Le suicide n’est pas une maladie, c’est un risque. L’essentiel de l’action est tourné vers la formation des personnels de santé et pénitentiaires sur la prévention. L’enjeu est de faire circuler l’information à travers les cloisons, pour détecter les personnes en souffrance et les protéger « on time ». Il faut évaluer l’état d’une personne à un moment donné et planifier des actions pour diminuer ses souffrances, lui donner les ressources pour s’apaiser. C’est très subjectif : on peut aller très très mal malgré de bons soins.
Il y a la question des addictions, l’alcool, le cannabis, etc. Et aussi les éléments extérieurs : on peut perdre son logement, se voir retirer ses enfants, être rejeté par son quartier, sa famille… Dans le sous-marin de la prison, les travailleurs sociaux ont un rôle de périscope à jouer pour dire ce qui se passe dehors.
Le seul levier est donc la prévention du risque ?
Des cellules dites lisses, sans point d’accroche, ont été créées partout, pour placer les détenus très suicidaires, avant qu’ils ne soient vus par un psychiatre. Ces détenus sont dotés de kit antisuicide (pyjama en papier, etc.).
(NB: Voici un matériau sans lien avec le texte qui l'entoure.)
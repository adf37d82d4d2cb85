//! Rule-table definition and loading.
//!
//! The table is one versioned TOML artifact holding every deterministic
//! dataset the pipeline consults: certification rules, HS chapter hints,
//! verified cost/timeline entries, historical rejection rates, restricted
//! substance denylists, and the subsidy catalog. It is loaded once and
//! passed by reference into [`RuleEngine`](crate::engine::RuleEngine);
//! nothing in this crate reads it from a global.

use exportready_core::types::{CertificationType, Money, MoneyRange, Priority, Subsidy};
use serde::Deserialize;

use crate::error::RuleError;

/// The built-in table shipped with the crate.
const BUILTIN_TABLE: &str = include_str!("data/rules.toml");

/// One certification rule keyed by (categories, countries, business types).
/// `"*"` in any key position matches everything.
#[derive(Debug, Clone, Deserialize)]
pub struct CertificationRule {
    pub id: String,
    pub name: String,
    pub certification_type: String,
    pub categories: Vec<String>,
    pub countries: Vec<String>,
    pub business_types: Vec<String>,
    pub mandatory: bool,
    pub priority: Priority,
    pub rationale: String,
}

impl CertificationRule {
    pub fn certification_type(&self) -> CertificationType {
        CertificationType::parse(&self.certification_type)
    }

    /// Specificity of a match: one point per non-wildcard axis that
    /// matched, `None` when any axis fails to match. Higher wins.
    pub fn specificity(&self, category: &str, country: &str, business_type: &str) -> Option<u8> {
        let mut score = 0;
        for (values, needle) in [
            (&self.categories, category),
            (&self.countries, country),
            (&self.business_types, business_type),
        ] {
            if values.iter().any(|v| v == "*") {
                continue;
            }
            if values.iter().any(|v| v.eq_ignore_ascii_case(needle)) {
                score += 1;
            } else {
                return None;
            }
        }
        Some(score)
    }
}

/// Classification hint for one product category.
#[derive(Debug, Clone, Deserialize)]
pub struct HsHintEntry {
    pub category: String,
    pub chapter: String,
    pub default_code: String,
    pub description: String,
}

/// Verified cost and timeline for a certification in given destinations.
#[derive(Debug, Clone, Deserialize)]
pub struct CostEntry {
    pub certification_id: String,
    pub countries: Vec<String>,
    pub min_cost: u64,
    pub max_cost: u64,
    #[serde(default = "default_currency")]
    pub currency: String,
    pub timeline_days: u32,
}

fn default_currency() -> String {
    "INR".to_string()
}

impl CostEntry {
    pub fn cost_range(&self) -> MoneyRange {
        MoneyRange::new(
            Money::new(self.min_cost, &self.currency),
            Money::new(self.max_cost, &self.currency),
        )
    }
}

/// Historical rejection rate for a certification in given destinations.
#[derive(Debug, Clone, Deserialize)]
pub struct RejectionRateEntry {
    pub certification_id: String,
    pub countries: Vec<String>,
    /// Fraction of applications or consignments rejected, in [0, 1].
    pub rate: f32,
    #[serde(default)]
    pub note: String,
}

/// A restricted substance for given destinations.
#[derive(Debug, Clone, Deserialize)]
pub struct DenylistEntry {
    pub countries: Vec<String>,
    pub substance: String,
    pub note: String,
}

/// A subsidy scheme with its eligibility keys.
#[derive(Debug, Clone, Deserialize)]
pub struct SubsidyEntry {
    pub id: String,
    pub name: String,
    pub authority: String,
    pub description: String,
    #[serde(default)]
    pub max_benefit: Option<u64>,
    #[serde(default = "default_currency")]
    pub currency: String,
    pub eligibility: String,
    pub business_types: Vec<String>,
    pub company_sizes: Vec<String>,
    pub countries: Vec<String>,
}

impl SubsidyEntry {
    pub fn to_subsidy(&self) -> Subsidy {
        Subsidy {
            id: self.id.clone(),
            name: self.name.clone(),
            authority: self.authority.clone(),
            description: self.description.clone(),
            max_benefit: self.max_benefit.map(|amount| Money::new(amount, &self.currency)),
            eligibility: self.eligibility.clone(),
        }
    }
}

/// The whole versioned rule table.
#[derive(Debug, Clone, Deserialize)]
pub struct RuleTable {
    pub version: String,

    #[serde(default)]
    pub certification_rules: Vec<CertificationRule>,

    #[serde(default)]
    pub hs_hints: Vec<HsHintEntry>,

    #[serde(default)]
    pub cost_entries: Vec<CostEntry>,

    #[serde(default)]
    pub rejection_rates: Vec<RejectionRateEntry>,

    #[serde(default)]
    pub denylist: Vec<DenylistEntry>,

    #[serde(default)]
    pub subsidies: Vec<SubsidyEntry>,
}

impl RuleTable {
    /// Parse a table from TOML and validate it. Tests pass synthetic
    /// tables through here; operators can load an override file the same
    /// way.
    pub fn from_toml_str(raw: &str) -> Result<RuleTable, RuleError> {
        let table: RuleTable = toml::from_str(raw)?;
        table.validate()?;
        Ok(table)
    }

    /// The table compiled into the crate. A parse failure here is a
    /// packaging defect, not a runtime condition.
    pub fn builtin() -> RuleTable {
        match RuleTable::from_toml_str(BUILTIN_TABLE) {
            Ok(table) => table,
            Err(err) => unreachable!("builtin rule table failed to load: {err}"),
        }
    }

    pub fn version(&self) -> &str {
        &self.version
    }

    fn validate(&self) -> Result<(), RuleError> {
        if self.version.trim().is_empty() {
            return Err(RuleError::Invalid("version must not be empty".to_string()));
        }
        for rule in &self.certification_rules {
            if rule.id.trim().is_empty() {
                return Err(RuleError::Invalid(
                    "certification rule with empty id".to_string(),
                ));
            }
            if rule.categories.is_empty()
                || rule.countries.is_empty()
                || rule.business_types.is_empty()
            {
                return Err(RuleError::Invalid(format!(
                    "rule '{}' has an empty key axis",
                    rule.id
                )));
            }
        }
        for entry in &self.cost_entries {
            if entry.min_cost > entry.max_cost {
                return Err(RuleError::Invalid(format!(
                    "cost entry for '{}' has min > max",
                    entry.certification_id
                )));
            }
            if entry.timeline_days == 0 {
                return Err(RuleError::Invalid(format!(
                    "cost entry for '{}' has zero timeline",
                    entry.certification_id
                )));
            }
        }
        for entry in &self.rejection_rates {
            if !(0.0..=1.0).contains(&entry.rate) {
                return Err(RuleError::Invalid(format!(
                    "rejection rate for '{}' outside 0..=1",
                    entry.certification_id
                )));
            }
        }
        for entry in &self.denylist {
            if entry.substance.trim().is_empty() {
                return Err(RuleError::Invalid("denylist entry with empty substance".to_string()));
            }
        }
        Ok(())
    }
}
On a aussi « adouci » les conditions du quartier disciplinaire avec la radio, par exemple.Enfin, on expérimente, comme à Angers, le codétenu de soutien. Il s’agit de six ou huit détenus par prison, volontaires, équilibrés, solides, respectés et capables de stratégie. Ils reçoivent la même formation que les personnels pour détecter les détresses. J’appelle ça un brevet de secourisme psychique. C’est un dispositif encourageant même si cela ne représente qu’une petite part de la prévention, de l’ordre de 3 à 5 %.Mais on ne peut pas l’imaginer à Nantes pour le moment. Cela ne peut fonctionner que dans un établissement apaisé, pas juste après une crise comme celle qui vient d’y survenir.